28/12/2016

Toni Duarte é baixista da banda Mont Serrat, que acompanha Gerônimo Santana. Foto: Lucas Rosário
“Fui criado na beira do mar, na pesca, no mergulho, pelos caminhos das areias, e na capoeira, como os meninos das histórias de Jorge Amado”, assim Toni Duarte se auto-define. Seria ele um Capitão da Areia, ou um Capitão da Música? Aos 11 anos começou a explorar os instrumentos e cresceu autodidata. Com profissional da música correu o Brasil e o mundo com grandes nomes como: Gerônimo, Carlinhos Brown, Luiz Caldas, Grupo Garagem, Daniela Mercury.
Multi-instrumentista, Toni toca guitarra, bateria, teclados, e da parte técnica, entende de programação, gravação, mixagem etc. Baixista de paixão acompanha o irmão Gerônimo Santana na banda Mont Serrat. Recentemente se interessou por world music e reconstruiu memória afetiva com a música latina, introduzida pelo pai. A partir da amizade e parcerias com músicos da Colômbia, como Juan Fernando Ruiz (Guitarrista e Gestor cultural) e Juan Guillermo Aguilar (Percussionista e Baterista), ambos da cidade de Medellín e que tocam com bandas reconhecidas como “Frankie há Muerto” e “Puerto Candelaria”, o desejo de aprender mais sobre sons latinos aumentou.
Foi a inspiração que faltava para que nascesse um projeto que concorreu e foi contemplado no Edital de Mobilidade Artística (Fundo de Cultura) da Secretaria de Cultura do Estado da Bahia e da Secretaria da Fazenda. Partiu para a Colômbia e fez um intercâmbio musical.
Nessa entrevista concedida à Assessoria de Comunicação da SecultBA o músico fala sobre a experiência com o financiamento público para realização do projeto de intercambio cultural.
O que é o Latinas Identidades?
É uma proposta de reconhecimento musical entre países irmãos. Somos povos formados a partir da Península Ibérica, da África e dos povos indígenas. Temos nossas semelhanças e diferenças. A ideia surgiu do convívio com músicos da Colômbia que conheci e mantive contato. Aí resolvemos juntar músicos daqui e de lá.
Porque a Colômbia foi escolhida como pano de fundo do projeto?
A música latina é a motivação principal. Minha relação com a música latina vem da infância, por influência do meu pai. Existe também, claro, uma relação com o país. Já conhecia a Colômbia, conheço músicos colombianos. Como o projeto visa a música latina, precisava começar por algum país e a Colômbia era o mais próximo.

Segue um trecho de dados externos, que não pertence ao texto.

use serde::{Deserialize, Serialize};
use std::fmt;

/// The three tables tracked by the dashboard. Each shares the editing,
/// history and persistence machinery but carries its own field set.
#[derive(Clone, Copy, Serialize, Deserialize, Debug, PartialEq, Eq, Hash, PartialOrd, Ord)]
#[serde(rename_all = "kebab-case")]
pub enum RowVariant {
    ContractorList,
    BillTracker,
    Epbg,
}

#[derive(Clone, Copy, Debug, PartialEq, Eq)]
pub enum FieldKind {
    Text,
    Date,
    Amount,
    Choice(&'static [&'static str]),
    /// Display-only value recomputed from other fields when serialized.
    Derived,
    /// One of the name/base64/type triple owned by an attachment slot.
    Attachment,
}

#[derive(Clone, Copy, Debug, PartialEq, Eq)]
pub struct FieldSpec {
    pub name: &'static str,
    pub label: &'static str,
    pub kind: FieldKind,
}

#[derive(Clone, Copy, Debug, PartialEq, Eq)]
pub struct AttachmentSlot {
    pub slot: &'static str,
    pub name_field: &'static str,
    pub data_field: &'static str,
    pub type_field: &'static str,
}

/// Where a page keeps its local copy when the remote API is unavailable.
#[derive(Clone, Copy, Serialize, Deserialize, Debug, PartialEq, Eq)]
#[serde(rename_all = "lowercase")]
pub enum StorageScope {
    /// Lives only as long as the owning process (the browser tab in the dashboard).
    Session,
    /// Survives restarts.
    Persistent,
}

#[derive(Debug)]
pub struct VariantSchema {
    pub variant: RowVariant,
    pub title: &'static str,
    pub storage_key: &'static str,
    pub endpoint: &'static str,
    pub fields: &'static [FieldSpec],
    pub attachments: &'static [AttachmentSlot],
    /// Extra incoming names that map onto a field, beyond the case/underscore folding.
    pub aliases: &'static [(&'static str, &'static str)],
    pub contractor_field: &'static str,
    pub start_field: Option<&'static str>,
    pub expiry_field: Option<&'static str>,
    pub value_field: Option<&'static str>,
    pub description_field: Option<&'static str>,
    pub efile_field: Option<&'static str>,
}

const GST_RATES: &[&str] = &["", "0%", "5%", "12%", "18%", "28%"];
const BILL_FREQUENCIES: &[&str] = &["", "0.00", "0.25", "0.50", "0.75", "1.00"];

const FILE_SLOT: AttachmentSlot = AttachmentSlot {
    slot: "file",
    name_field: "fileName",
    data_field: "fileBase64",
    type_field: "fileType",
};

const BG_NO_SLOT: AttachmentSlot = AttachmentSlot {
    slot: "bgNoAttachment",
    name_field: "bgNoAttachmentName",
    data_field: "bgNoAttachmentBase64",
    type_field: "bgNoAttachmentType",
};

const fn field(name: &'static str, label: &'static str, kind: FieldKind) -> FieldSpec {
    FieldSpec { name, label, kind }
}

static CONTRACTOR_LIST: VariantSchema = VariantSchema {
    variant: RowVariant::ContractorList,
    title: "Contractor List",
    storage_key: "contractorListData",
    endpoint: "/contractor-list",
    fields: &[
        field("efile", "E-File", FieldKind::Text),
        field("contractor", "Contractor", FieldKind::Text),
        field("description", "Description", FieldKind::Text),
        field("value", "Value", FieldKind::Amount),
        field("gst", "GST", FieldKind::Choice(GST_RATES)),
        field("startDate", "Start Date", FieldKind::Date),
        field("endDate", "End Date", FieldKind::Date),
        field("duration", "Duration", FieldKind::Derived),
        field("fileName", "Attachment", FieldKind::Attachment),
        field("fileBase64", "Attachment Data", FieldKind::Attachment),
        field("fileType", "Attachment Type", FieldKind::Attachment),
    ],
    attachments: &[FILE_SLOT],
    aliases: &[("name", "contractor"), ("workorder", "efile")],
    contractor_field: "contractor",
    start_field: Some("startDate"),
    expiry_field: Some("endDate"),
    value_field: Some("value"),
    description_field: Some("description"),
    efile_field: Some("efile"),
};

static BILL_TRACKER: VariantSchema = VariantSchema {
    variant: RowVariant::BillTracker,
    title: "Bill Tracker",
    storage_key: "billTrackerData",
    endpoint: "/bill-tracker",
    fields: &[
        field("efile", "E-File", FieldKind::Text),
        field("contractor", "Contractor", FieldKind::Text),
        field("approvedDate", "Approved Date", FieldKind::Date),
        field("approvedAmount", "Approved Amount", FieldKind::Amount),
        field("billFrequency", "Bill Frequency", FieldKind::Choice(BILL_FREQUENCIES)),
        field("billDate", "Bill Date", FieldKind::Date),
        field("billDueDate", "Bill Due Date", FieldKind::Date),
        field("billPaidDate", "Bill Paid Date", FieldKind::Date),
        field("paidAmount", "Paid Amount", FieldKind::Amount),
        field("fileName", "Attachment", FieldKind::Attachment),
        field("fileBase64", "Attachment Data", FieldKind::Attachment),
        field("fileType", "Attachment Type", FieldKind::Attachment),
    ],
    attachments: &[FILE_SLOT],
    aliases: &[("efileno", "efile"), ("attachment", "fileName")],
    contractor_field: "contractor",
    start_field: Some("approvedDate"),
    expiry_field: Some("billDueDate"),
    value_field: Some("approvedAmount"),
    description_field: None,
    efile_field: Some("efile"),
};

static EPBG: VariantSchema = VariantSchema {
    variant: RowVariant::Epbg,
    title: "EPBG Tracker",
    storage_key: "epbgData",
    endpoint: "/epbg",
    fields: &[
        field("contractor", "Contractor", FieldKind::Text),
        field("poNo", "PO No", FieldKind::Text),
        field("bgNo", "BG No", FieldKind::Text),
        field("bgDate", "BG Date", FieldKind::Date),
        field("bgAmount", "BG Amount", FieldKind::Amount),
        field("bgValidity", "BG Validity", FieldKind::Date),
        field("gemBid", "GeM Bid No", FieldKind::Text),
        field("refEfile", "Ref E-File No", FieldKind::Text),
        field("fileName", "Attachment", FieldKind::Attachment),
        field("fileBase64", "Attachment Data", FieldKind::Attachment),
        field("fileType", "Attachment Type", FieldKind::Attachment),
        field("bgNoAttachmentName", "BG No Attachment", FieldKind::Attachment),
        field("bgNoAttachmentBase64", "BG No Attachment Data", FieldKind::Attachment),
        field("bgNoAttachmentType", "BG No Attachment Type", FieldKind::Attachment),
    ],
    attachments: &[FILE_SLOT, BG_NO_SLOT],
    aliases: &[("gembidno", "gemBid"), ("refefileno", "refEfile")],
    contractor_field: "contractor",
    start_field: Some("bgDate"),
    expiry_field: Some("bgValidity"),
    value_field: Some("bgAmount"),
    description_field: None,
    efile_field: Some("refEfile"),
};

impl RowVariant {
    pub const ALL: [RowVariant; 3] = [
        RowVariant::ContractorList,
        RowVariant::BillTracker,
        RowVariant::Epbg,
    ];

    pub fn schema(self) -> &'static VariantSchema {
        match self {
            RowVariant::ContractorList => &CONTRACTOR_LIST,
            RowVariant::BillTracker => &BILL_TRACKER,
            RowVariant::Epbg => &EPBG,
        }
    }

    /// URL-style name, as used in REST paths and CLI arguments.
    pub fn slug(self) -> &'static str {
        match self {
            RowVariant::ContractorList => "contractor-list",
            RowVariant::BillTracker => "bill-tracker",
            RowVariant::Epbg => "epbg",
        }
    }

    pub fn from_slug(slug: &str) -> Option<Self> {
        let folded = fold_name(slug);
        RowVariant::ALL
            .into_iter()
            .find(|v| fold_name(v.slug()) == folded || fold_name(v.schema().storage_key) == folded)
    }
}

impl fmt::Display for RowVariant {
    fn fmt(&self, f: &mut fmt::Formatter<'_>) -> fmt::Result {
        f.write_str(self.slug())
    }
}

impl VariantSchema {
    pub fn field(&self, name: &str) -> Option<&FieldSpec> {
        self.fields.iter().find(|f| f.name == name)
    }

    pub fn field_names(&self) -> impl Iterator<Item = &'static str> + '_ {
        self.fields.iter().map(|f| f.name)
    }

    /// Fields that appear as columns in exports (everything except raw attachment data).
    pub fn columns(&self) -> impl Iterator<Item = &FieldSpec> + '_ {
        let hidden: Vec<&str> = self
            .attachments
            .iter()
            .flat_map(|a| [a.data_field, a.type_field])
            .collect();
        self.fields.iter().filter(move |f| !hidden.contains(&f.name))
    }

    pub fn date_fields(&self) -> impl Iterator<Item = &'static str> + '_ {
        self.fields
            .iter()
            .filter(|f| f.kind == FieldKind::Date)
            .map(|f| f.name)
    }

    pub fn attachment(&self, slot: &str) -> Option<&AttachmentSlot> {
        self.attachments.iter().find(|a| a.slot == slot)
    }

    /// Resolve an incoming field name (wire name, database column, export label)
    /// to the canonical field name. `sno` is reported separately since the grid owns it.
    pub fn resolve(&self, incoming: &str) -> Option<&'static str> {
        let folded = fold_name(incoming);
        if folded.is_empty() {
            return None;
        }
        if let Some(spec) = self
            .fields
            .iter()
            .find(|f| fold_name(f.name) == folded || fold_name(f.label) == folded)
        {
            return Some(spec.name);
        }
        self.aliases
            .iter()
            .find(|(alias, _)| fold_name(alias) == folded)
            .map(|(_, target)| *target)
    }
}

/// Lowercase and drop separators so `end_date`, `END DATE` and `endDate` compare equal.
pub fn fold_name(name: &str) -> String {
    name.chars()
        .filter(|c| !matches!(c, '_' | '-' | ' ' | '.'))
        .flat_map(char::to_lowercase)
        .collect()
}

pub fn is_sequence_field(name: &str) -> bool {
    matches!(fold_name(name).as_str(), "sno" | "serialno" | "srno")
}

O que essa experiência, proporcionada pelo Edital de Mobilidade Artística, mudou no seu trabalho com a música?
A relação entre o público e o artista. Percebi que a relação no país vizinho é mais respeitosa. Aqui, em muitos shows, percebemos que as pessoas vão apenas entreter, beber e conversar. Não estão atentos aos músicos e o que se toca. Lá na Colômbia vi as pessoas atentas ao que estávamos tocando e isso faz uma diferença enorme para nós músicos.
Qual a importância do edital que você foi contemplado?
O Edital de Mobilidade Artística da SecultBA foi fundamental para viabilizar as passagens aéreas e diminuir os custos do projeto. E ajudou bastante, pois pude levar comigo outros músicos para viver essa experiência comigo. E isso é muito enriquecedor.
O que planeja para 2017?
Pretendo continuar o projeto. A intenção é percorrer os países latinos. O projeto não termina com a ida à Colômbia, quero ir pra Venezuela, Chile, Bahamas, Uruguai e etc. E na medida do possível tenho a pretensão de trazer músicos pra cá, para eles viverem aqui a experiência que vivi lá.